Encuentro en The Chronicle of Higher Education una nota con diez grandiosos consejos para escribir mejor. En particular me gusta el punto número cuatro:
4. Give yourself time. Many smart people tell themselves pathetic lies like, “I do my best work at the last minute.” Look: It’s not true. No one works better under pressure. Sure, you are a smart person. But if you are writing about a profound problem, why would you think that you can make an important contribution off the top of your head in the middle of the night just before the conference?

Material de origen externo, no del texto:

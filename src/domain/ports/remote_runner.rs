//! Remote Runner Port
//!
//! Runs one command on the remote host over a fresh session.

use super::tool_output::{ToolError, ToolOutput};
use crate::domain::entities::DeploymentConfig;

/// Capability that executes a command on the deployment target
pub trait RemoteRunner {
    /// Run `command` verbatim on the host described by `config`
    fn run(&self, config: &DeploymentConfig, command: &str) -> Result<ToolOutput, ToolError>;
}
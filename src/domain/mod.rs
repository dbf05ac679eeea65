//! Domain Layer
//!
//! The core of Rollback - pipeline types and the interfaces of its
//! external collaborators.
//!
//! ## Structure
//!
//! - `entities/` - DeploymentConfig, BackupReference, Workspace
//! - `value_objects/` - Stage, PipelineState, PipelineOutcome, Violation
//! - `ports/` - Interface definitions for infrastructure
//!
//! ## Design Principles
//!
//! 1. **No I/O** - This layer never touches the file system or network directly
//! 2. **Immutable inputs** - Stages receive the validated config by reference
//! 3. **Ports & Adapters** - All I/O goes through trait-defined ports

pub mod entities;
pub mod ports;
pub mod value_objects;
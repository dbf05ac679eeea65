//! SSH transport options and remote command runner

use std::ffi::OsString;
use std::path::PathBuf;
use std::process::Command;

use crate::domain::entities::DeploymentConfig;
use crate::domain::ports::{RemoteRunner, ToolError, ToolOutput};
use crate::infrastructure::process::{run_captured, shell_quote};

/// Host keys are accepted on first use and never recorded
const TRUST_ON_FIRST_USE: [&str; 4] = [
    "-o",
    "StrictHostKeyChecking=no",
    "-o",
    "UserKnownHostsFile=/dev/null",
];

/// Authentication options shared by every ssh session of a run
#[derive(Debug, Clone, PartialEq, Eq)]
pub struct SshTransport {
    port: u16,
    key: PathBuf,
}

impl SshTransport {
    pub fn for_config(config: &DeploymentConfig) -> Self {
        Self {
            port: config.ssh_port(),
            key: config.ssh_key_path().to_path_buf(),
        }
    }

    /// `ssh` arguments preceding the destination
    pub fn args(&self) -> Vec<OsString> {
        let mut args: Vec<OsString> = vec![
            "-p".into(),
            self.port.to_string().into(),
            "-i".into(),
            self.key.clone().into_os_string(),
        ];
        args.extend(TRUST_ON_FIRST_USE.iter().map(OsString::from));
        args
    }

    /// Remote shell for `rsync -e`
    pub fn remote_shell(&self) -> String {
        format!(
            "ssh -p {} -i {} {}",
            self.port,
            shell_quote(&self.key.to_string_lossy()),
            TRUST_ON_FIRST_USE.join(" ")
        )
    }
}

/// Runs the post command with `ssh <options> user@host <command>`
pub struct SshRunner {
    program: String,
}

impl SshRunner {
    pub fn new() -> Self {
        Self {
            program: "ssh".to_string(),
        }
    }

    fn command(&self, config: &DeploymentConfig, command: &str) -> Command {
        let mut cmd = Command::new(&self.program);
        cmd.args(SshTransport::for_config(config).args())
            .arg(config.login())
            .arg(command);
        cmd
    }
}

impl Default for SshRunner {
    fn default() -> Self {
        Self::new()
    }
}

impl RemoteRunner for SshRunner {
    fn run(&self, config: &DeploymentConfig, command: &str) -> Result<ToolOutput, ToolError> {
        run_captured(&mut self.command(config, command))
    }
}

#[cfg(test)]
mod tests {
    use super::*;
    use std::ffi::OsStr;

    fn config() -> DeploymentConfig {
        DeploymentConfig::new("app.example.org", "/srv/app", "deploy", "/keys/id_ed25519")
            .with_ssh_port(2222)
    }

    #[test]
    fn remote_shell_disables_host_key_checking() {
        let shell = SshTransport::for_config(&config()).remote_shell();
        assert_eq!(
            shell,
            "ssh -p 2222 -i /keys/id_ed25519 -o StrictHostKeyChecking=no -o UserKnownHostsFile=/dev/null"
        );
    }

    #[test]
    fn remote_shell_quotes_key_with_spaces() {
        let config = DeploymentConfig::new("h", "/p", "u", "/Users/ci/My Keys/id");
        let shell = SshTransport::for_config(&config).remote_shell();
        assert!(shell.contains("-i '/Users/ci/My Keys/id'"), "{shell}");
        assert!(shell.starts_with("ssh -p 22 "), "{shell}");
    }

    #[test]
    fn runner_passes_command_verbatim_as_last_argument() {
        let cmd = SshRunner::new().command(&config(), "cd /srv/app && ./restart.sh 'now'");
        let args: Vec<&OsStr> = cmd.get_args().collect();

        assert_eq!(cmd.get_program(), "ssh");
        assert_eq!(
            args,
            vec![
                OsStr::new("-p"),
                OsStr::new("2222"),
                OsStr::new("-i"),
                OsStr::new("/keys/id_ed25519"),
                OsStr::new("-o"),
                OsStr::new("StrictHostKeyChecking=no"),
                OsStr::new("-o"),
                OsStr::new("UserKnownHostsFile=/dev/null"),
                OsStr::new("deploy@app.example.org"),
                OsStr::new("cd /srv/app && ./restart.sh 'now'"),
            ]
        );
    }
}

Writers sit at their desks for hours, wrestling with ideas. They ask questions, talk with other smart people over drinks or dinner, go on long walks. And then write a whole bunch more. Don’t worry that what you write is not very good and isn’t immediately usable. You get ideas when you write; you don’t just write down ideas.
The articles and books that will be read decades from now were written by men and women sitting at a desk and forcing themselves to translate profound ideas into words and then to let those words lead them to even more ideas. Writing can be magic, if you give yourself time, because you can produce in the mind of some other person, distant from you in space or even time, an image of the ideas that exist in only your mind at this one instant.
Es tan cierto… cuántas veces me he visto a mi mismo engañándome diciendo que puedo sacar de la nada, cinco minutos antes un gran artículo (o ahorita, una gran tesis) o un buen plan, cuando en realidad lo mejor que he hecho ha requerido planeación en equipo, largas caminatas para pensar o veinte borradores hasta dar en el clavo.